The answer must be one number: how many lines below contain the word "every".

● THE DATA:
══════
//! Test signal generation command.
//!
//! `sine` makes a steady program signal; `pulse` makes a kick-like burst
//! train to use as a sidechain key.

use clap::{Args, Subcommand};
use std::f32::consts::PI;
use std::path::PathBuf;
use trisect_io::{WavSpec, write_wav};

#[derive(Args)]
pub struct GenerateArgs {
    #[command(subcommand)]
    command: GenerateCommand,
}

#[derive(Subcommand)]
enum GenerateCommand {
    /// Generate a sine tone
    Sine {
        /// Output WAV file
        #[arg(value_name = "OUTPUT")]
        output: PathBuf,

        /// Frequency in Hz
        #[arg(long, default_value = "440.0")]
        freq: f32,

        /// Duration in seconds
        #[arg(long, default_value = "1.0")]
        duration: f32,

        /// Sample rate
        #[arg(long, default_value = "48000")]
        sample_rate: u32,

        /// Amplitude (0-1)
        #[arg(long, default_value = "0.8")]
        amplitude: f32,

        /// Channel count (the same tone on every channel)
        #[arg(long, default_value = "1")]
        channels: u16,
    },

    /// Generate a train of decaying sine bursts (kick drum stand-in)
    Pulse {
        /// Output WAV file
        #[arg(value_name = "OUTPUT")]
        output: PathBuf,

        /// Pulses per minute
        #[arg(long, default_value = "120.0")]
        bpm: f32,

        /// Burst frequency in Hz
        #[arg(long, default_value = "55.0")]
        freq: f32,

        /// Burst decay time constant in milliseconds
        #[arg(long, default_value = "80.0")]
        decay_ms: f32,

        /// Duration in seconds
        #[arg(long, default_value = "2.0")]
        duration: f32,

        /// Sample rate
        #[arg(long, default_value = "48000")]
        sample_rate: u32,

        /// Peak amplitude (0-1)
        #[arg(long, default_value = "1.0")]
        amplitude: f32,
    },
}

pub fn run(args: GenerateArgs) -> anyhow::Result<()> {
    match args.command {
        GenerateCommand::Sine {
            output,
            freq,
            duration,
            sample_rate,
            amplitude,
            channels,
        } => {
            anyhow::ensure!(channels > 0, "channel count must be at least 1");
            println!("Generating sine tone...");
            println!("  {} Hz for {:.2}s, {} ch", freq, duration, channels);

            let samples = sine(freq, amplitude, duration, sample_rate);
            let planar = vec![samples; channels as usize];
            let spec = WavSpec {
                channels,
                sample_rate,
                bits_per_sample: 32,
            };

            write_wav(&output, &planar, spec)?;
            println!("Wrote {} frames to {}", planar[0].len(), output.display());
        }

        GenerateCommand::Pulse {
            output,
            bpm,
            freq,
            decay_ms,
            duration,
            sample_rate,
            amplitude,
        } => {
            anyhow::ensure!(bpm > 0.0, "bpm must be positive");
            println!("Generating pulse train...");
            println!("  {} bpm, {} Hz bursts for {:.2}s", bpm, freq, duration);

            let samples = pulse_train(bpm, freq, decay_ms, amplitude, duration, sample_rate);
            let spec = WavSpec {
                channels: 1,
                sample_rate,
                bits_per_sample: 32,
            };

            write_wav(&output, std::slice::from_ref(&samples), spec)?;
            println!("Wrote {} frames to {}", samples.len(), output.display());
        }
    }

    Ok(())
}

fn num_samples(duration: f32, sample_rate: u32) -> usize {
    (duration.max(0.0) * sample_rate as f32) as usize
}

fn sine(freq: f32, amplitude: f32, duration: f32, sample_rate: u32) -> Vec<f32> {
    (0..num_samples(duration, sample_rate))
        .map(|i| {
            let t = i as f32 / sample_rate as f32;
            (2.0 * PI * freq * t).sin() * amplitude
        })
        .collect()
}

fn pulse_train(
    bpm: f32,
    freq: f32,
    decay_ms: f32,
    amplitude: f32,
    duration: f32,
    sample_rate: u32,
) -> Vec<f32> {
    let sr = sample_rate as f32;
    let period = ((60.0 / bpm) * sr).max(1.0) as usize;
    let decay_samples = (decay_ms.max(0.1) * 0.001 * sr).max(1.0);

    (0..num_samples(duration, sample_rate))
        .map(|i| {
            let n = (i % period) as f32;
            let envelope = (-n / decay_samples).exp();
            (2.0 * PI * freq * n / sr).sin() * envelope * amplitude
        })
        .collect()
}

#[cfg(test)]
mod tests {
    use super::*;

    #[test]
    fn test_sine_length_and_peak() {
        let samples = sine(1000.0, 0.5, 0.1, 48000);
        assert_eq!(samples.len(), 4800);
        let peak = samples.iter().fold(0.0f32, |m, x| m.max(x.abs()));
        assert!((peak - 0.5).abs() < 1e-3);
    }

    #[test]
    fn test_pulse_train_restarts_each_beat() {
        // 120 bpm at 48 kHz: one pulse every 24000 samples
        let samples = pulse_train(120.0, 55.0, 50.0, 1.0, 1.0, 48000);
        assert_eq!(samples.len(), 48000);
        assert_eq!(samples[0], 0.0);
        assert_eq!(samples[24000], 0.0);

        // Energy concentrates at the start of each beat
        let head: f32 = samples[..2400].iter().map(|x| x * x).sum();
        let tail: f32 = samples[21600..24000].iter().map(|x| x * x).sum();
        assert!(head > 100.0 * tail);
    }
}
══════
● COMPLETED EXERCISE: 2